Bernat le escupió a la cara. Tomas no sólo no se movió sino que su sonrisa se hizo más amplia.

– No tienes salida, Bernat Estanyol. Tu hijo deberá pedir perdón.

– Pediré perdón -claudicó Arnau esa noche con los puños cerrados y reprimiendo las lágrimas tras escuchar las explicaciones de su padre-. No podemos luchar contra los nobles y tenemos que trabajar. ¡Cerdos! ¡Cerdos, cerdos!

Bernat miró a su hijo. «Allí seremos libres», recordó que le había prometido a los pocos meses de nacer, a la vista de Barcelona. ¿Para eso tanto esfuerzo y tantas penurias? -No, hijo. Espera. Buscaremos otro…

– Ellos mandan, padre. Los nobles mandan. Mandan en el campo, mandaban en vuestras tierras y mandan en la ciudad.

Joanet los observaba en silencio. «Hay que obedecer y someterse a los príncipes -le habían enseñado sus profesores-. El hombre encontrará la libertad en el reino de Dios, no en éste.» -No pueden mandar en toda Barcelona. Sólo los nobles tienen caballos, pero podemos aprender otro oficio. Algo encontraremos, hijo.

Bernat advirtió un rayo de esperanza en las pupilas de su hijo, que se agrandaron como si quisieran absorber el aliento de sus últimas palabras. «Te prometí la libertad, Arnau. Debo dártela y te la daré. No renuncies a ella tan temprano, chiquillo.»
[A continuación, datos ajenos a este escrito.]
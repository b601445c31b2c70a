//! Application entry point: F&I trainer.
//!
//! # Startup sequence
//!
//! 1. Initialise logging.
//! 2. Load [`AppConfig`] from disk (returns default on first run).
//! 3. Open the training settings store and the API token.
//! 4. Create the [`tokio`] runtime.
//! 5. Spawn the session worker with a [`TavusClient`].
//! 6. Run [`eframe::run_native`], which blocks the main thread until the window
//!    is closed.

use std::sync::Arc;

use eframe::egui;
use tokio::sync::mpsc;

use fi_trainer::{
    api::{ConversationApi, TavusClient},
    app::TrainerApp,
    config::{AppConfig, SettingsStore, TokenStore},
    session::{SessionCommand, SessionResult, SessionRunner},
};

fn native_options(config: &AppConfig) -> eframe::NativeOptions {
    let (width, height) = config.ui.window_size;
    let mut vp = egui::ViewportBuilder::default()
        .with_inner_size([width, height])
        .with_min_inner_size([420.0, 360.0]);

    if let Some((x, y)) = config.ui.window_position {
        vp = vp.with_position(egui::pos2(x, y));
    }

    eframe::NativeOptions {
        viewport: vp,
        ..Default::default()
    }
}

fn main() -> eframe::Result<()> {
    // 1. Logging
    env_logger::Builder::from_env(env_logger::Env::default().default_filter_or("info")).init();
    log::info!("F&I trainer starting up");

    // 2. Configuration
    let config = AppConfig::load().unwrap_or_else(|e| {
        log::warn!("Failed to load config ({e}); using defaults");
        AppConfig::default()
    });

    // 3. Settings + token
    let store = SettingsStore::open_default();
    let tokens = TokenStore::load_or_default();
    log::info!("Loaded settings from {}", store.path().display());

    // 4. Tokio runtime (one worker is plenty for a handful of HTTP calls)
    let rt = tokio::runtime::Builder::new_multi_thread()
        .worker_threads(1)
        .enable_all()
        .build()
        .expect("failed to create tokio runtime");

    // 5. Session worker
    let api: Arc<dyn ConversationApi> = Arc::new(TavusClient::from_config(&config.api));
    let (command_tx, command_rx) = mpsc::channel::<SessionCommand>(8);
    let (result_tx, result_rx) = mpsc::channel::<SessionResult>(8);
    rt.spawn(SessionRunner::new(api).run(command_rx, result_tx));

    // 6. UI
    let app = TrainerApp::new(store, tokens, command_tx, result_rx, config.clone());
    let options = native_options(&config);

    eframe::run_native(
        "F&I Training",
        options,
        Box::new(move |_cc| Ok(Box::new(app))),
    )
}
Durante los días siguientes Bernat se lanzó a la calle en busca de la libertad. Al principio, cuando terminaba su trabajo en las cuadras de Grau, Tomás le seguía, ahora descaradamente, pero dejó de hacerlo cuando la baronesa comprendió que no podía influir en artesanos, pequeños mercaderes o constructores.

– Difícilmente conseguirá algo -trató de tranquilizarla Grau cuando su esposa acudió a él gritando por la actitud del payés.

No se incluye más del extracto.